How we score self-host difficulty
The 1–5 rubric
The score reflects how hard it is to get a working instance running — not how feature-complete it is. We score against the easiest officially-supported path a project offers.
A one-click deploy template or official managed hosting — you never touch a server.
Typical signal: A deploy button (Railway / Render / PikaPods) or a hosted tier exists.
A single `docker run` brings up a working instance.
Typical signal: One container, embedded/SQLite storage, no external services to wire up.
docker-compose with a few services (app + database + cache).
Typical signal: An official compose file; 2–4 services; little manual configuration.
Manual setup — you configure a database, reverse proxy, env and dependencies yourself.
Typical signal: No turnkey compose; external Postgres/Redis/SMTP; TLS to terminate.
A complex multi-component architecture and/or thin documentation.
Typical signal: Many services, Kubernetes-leaning deployments, or docs that assume deep ops knowledge.
What goes into a score
- Deployment method that exists: One-click template, single container, compose, or fully manual — we score the easiest official path.
- Number of moving parts: How many services (database, cache, queue, worker, reverse proxy) you must run and keep healthy.
- Documentation quality: Whether the official docs get a non-expert to a running instance, or assume deep ops knowledge.
- Managed-hosting escape hatch: Whether an official or third-party hosted option exists for people who don’t want to run servers at all.
Where the data comes from & how it stays fresh
Star counts, last-commit dates, and archived status are pulled straight from the GitHub API every week. When a repo gets archived, the project is automatically flagged so you don’t deploy something abandoned.
Difficulty scores, deploy-option tags, and the honest feature-gap notes are assigned by us against the rubric above, and revised when a project changes how it deploys or what it can do.
Honesty & limitations
- • A difficulty score is a judgement call and a starting point — your exact effort depends on your stack, network, and experience.
- • We deliberately document where each project falls short of the tool it replaces. Missing features are listed, not hidden.
- • We never invent ratings, reviews, or usage statistics. If we don’t have real data for something, we leave it out.
- • Deploy and hosting links may be affiliate links — they never change a score, the ranking, or what we say about a project.

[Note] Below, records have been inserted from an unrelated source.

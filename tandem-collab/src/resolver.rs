//! Conflict resolution after the gate returns `Conflict { latest }`.
//!
//! Stream content replays the buffered operations on top of the newer
//! server state, after mapping them past what changed upstream. Whole-state
//! content is merged three ways against the last confirmed base.
//!
//! An operation that can no longer be placed is dropped and counted, never
//! surfaced as an error.

use tandem_core::{ContentCapability, ContentKind};

/// Result of folding local work onto a newer server state.
#[derive(Debug, Clone, PartialEq)]
pub struct RebaseReport<D, O> {
    /// New local content.
    pub content: D,
    /// Operations still pending relative to the adopted base.
    pub ops: Vec<O>,
    /// Local operations that were discarded.
    pub dropped: usize,
}

/// Rebase `pending` (defined against `ancestor`, producing `local`) onto `latest`.
pub fn rebase<C: ContentCapability>(
    capability: &C,
    ancestor: &C::Doc,
    local: &C::Doc,
    pending: &[C::Op],
    latest: &C::Doc,
) -> RebaseReport<C::Doc, C::Op> {
    match capability.kind() {
        ContentKind::Stream => replay(capability, ancestor, pending, latest),
        ContentKind::WholeState => {
            let content = capability.merge_whole_state(local, latest, ancestor);
            let ops = capability.diff(latest, &content);
            RebaseReport {
                content,
                ops,
                dropped: 0,
            }
        }
    }
}

fn replay<C: ContentCapability>(
    capability: &C,
    ancestor: &C::Doc,
    pending: &[C::Op],
    latest: &C::Doc,
) -> RebaseReport<C::Doc, C::Op> {
    let upstream = capability.diff(ancestor, latest);
    let mapped = capability.rebase_ops(pending, &upstream);

    let mut content = latest.clone();
    let mut ops = Vec::with_capacity(pending.len());
    let mut dropped = 0;

    for (original, op) in pending.iter().zip(mapped) {
        let Some(op) = op else {
            log::warn!("Dropping local edit {original:?}: its target was changed upstream");
            dropped += 1;
            continue;
        };
        match capability.apply_op(&content, &op) {
            Ok(next) => {
                content = next;
                ops.push(op);
            }
            Err(e) => {
                log::warn!("Dropping local edit {op:?}: {e}");
                dropped += 1;
            }
        }
    }

    RebaseReport {
        content,
        ops,
        dropped,
    }
}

Scores and notes are maintained by the OpenAlt editorial team. Corrections are welcome and reviewed against the rubric.
Methodology FAQ
How do you decide a project’s difficulty score?
We apply the fixed 1–5 rubric on this page to each project: what deployment method actually exists (one-click, single container, compose, or manual), how many services it needs, and how good the official documentation is. The score reflects getting to a working instance, not mastering every advanced feature.
Is the score about installation only, or running it long-term?
Primarily first-run difficulty — getting a working instance. Long-term maintenance (updates, backups) roughly tracks the same scale, but a low score is not a promise that ongoing ops are zero-effort.
How often is the data updated?
Stars, last-commit dates, and archived status are refreshed every week directly from the GitHub API, and projects that get archived are flagged automatically. Difficulty scores and feature-gap notes are editorial and revised when a project changes how it deploys.
What if a score looks wrong?
Tell us — scores are judgement calls and projects evolve. Use the “suggest an edit” link and we’ll re-evaluate against the rubric. We would rather be corrected than be confidently wrong.
Why do you publish each project’s weaknesses?
Because a directory that only lists upsides can’t help you decide. Every project page documents where it falls short of the proprietary tool it replaces, so you can judge whether the trade-off is worth owning your data.